Cruelty
to Animals: Mechanized Madness
The
green pastures and idyllic barnyard scenes of years past
are now distant memories. On today’s factory farms,
animals are crammed by the thousands into filthy
windowless sheds, wire cages, gestation crates, and other
confinement systems. These animals will never raise their
families, root in the soil, build nests, or do anything
that is natural to them.
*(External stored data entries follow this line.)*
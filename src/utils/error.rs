use std::io;
use std::path::PathBuf;
use thiserror::Error;

#[derive(Debug, Error)]
pub enum ConfigError {
    #[error("failed to read config file {path}")]
    Read {
        path: PathBuf,
        #[source]
        source: io::Error,
    },

    #[error("failed to write config file {path}")]
    Write {
        path: PathBuf,
        #[source]
        source: io::Error,
    },

    #[error("config file is not valid TOML")]
    Parse(#[from] toml::de::Error),

    #[error("config could not be serialized")]
    Serialize(#[from] toml::ser::Error),

    #[error("noise scale must be positive, got {0}")]
    InvalidScale(f64),

    #[error("chunk dimensions must be non-zero, got {width}x{height}")]
    InvalidChunkSize { width: u32, height: u32 },
}
pub mod config;
pub mod physics;
pub mod utils;
pub mod world;

// Re-export commonly used types
pub use config::EngineConfig;
pub use physics::{Actor, PhysicsWorld, TIME_STEP};
pub use utils::ConfigError;
pub use world::{Block, BlockId, Chunk, ChunkCoord, EditOverlay, World};
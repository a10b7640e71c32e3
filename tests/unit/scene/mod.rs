use super::*;
use crate::foundation::rng::SeededRng;
use crate::render::paint::{CompositeMode, Paint};
use crate::render::record::{DrawOp, RecordingSurface};

#[test]
fn startup_bouquet_sits_above_centre() {
    let mut rng = SeededRng::from_seed_u64(1);
    let vp = Viewport::new(800.0, 600.0).unwrap();
    let scene = Scene::new(vp, SceneOpts::default(), 0.0, &mut rng);
    assert_eq!(scene.bouquet().focal(), Point::new(400.0, 260.0));
    assert!((5..10).contains(&scene.bouquet().len()));
    assert_eq!(scene.starfield().stars().len(), 80);
}

#[test]
fn frame_draws_background_before_bouquet() {
    let mut rng = SeededRng::from_seed_u64(2);
    let vp = Viewport::new(640.0, 480.0).unwrap();
    let opts = SceneOpts {
        star_count: 4,
        ..SceneOpts::default()
    };
    let scene = Scene::new(vp, opts, 0.0, &mut rng);
    let mut s = RecordingSurface::new(vp);
    scene.draw(&mut s, 5_000.0);

    let ops = s.ops();
    assert!(matches!(&ops[0], DrawOp::FillPath { paint: Paint::Linear(_), .. }));
    assert_eq!(ops[5].composite(), Some(CompositeMode::Lighter));
    let DrawOp::FillPath { paint: Paint::Radial(g), .. } = &ops[5] else {
        panic!("expected aura");
    };
    assert_eq!(g.center, scene.bouquet().focal());
    assert_eq!(ops[6], DrawOp::BeginLayer);
    assert_eq!(ops.last(), Some(&DrawOp::EndLayer));
}
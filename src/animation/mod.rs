/// Easing curves for flower entrances.
pub mod ease;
They won’t even feel the sun on
their backs or breathe fresh air until the day they are
loaded onto trucks bound for slaughter.
Animals on today’s factory farms have no legal
protection from cruelty that would be illegal if it were
inflicted on dogs or cats: neglect, mutilation, genetic
manipulation, and drug regimens that cause chronic pain
and crippling, transport through all weather extremes, and
gruesome and violent slaughter. Yet farmed animals are no
less intelligent or capable of feeling pain than are the
dogs and cats we cherish as companions.
The factory farming system of modern agriculture strives
to maximize output while minimizing costs. Cows, calves,
pigs, chickens, turkeys, ducks, geese, and other animals
are kept in small cages, in jam-packed sheds, or on filthy
feedlots, often with so little space that they can’t
even turn around or lie down comfortably. They are
deprived of exercise so that all their bodies’ energy
goes toward producing flesh, eggs, or milk for human
consumption.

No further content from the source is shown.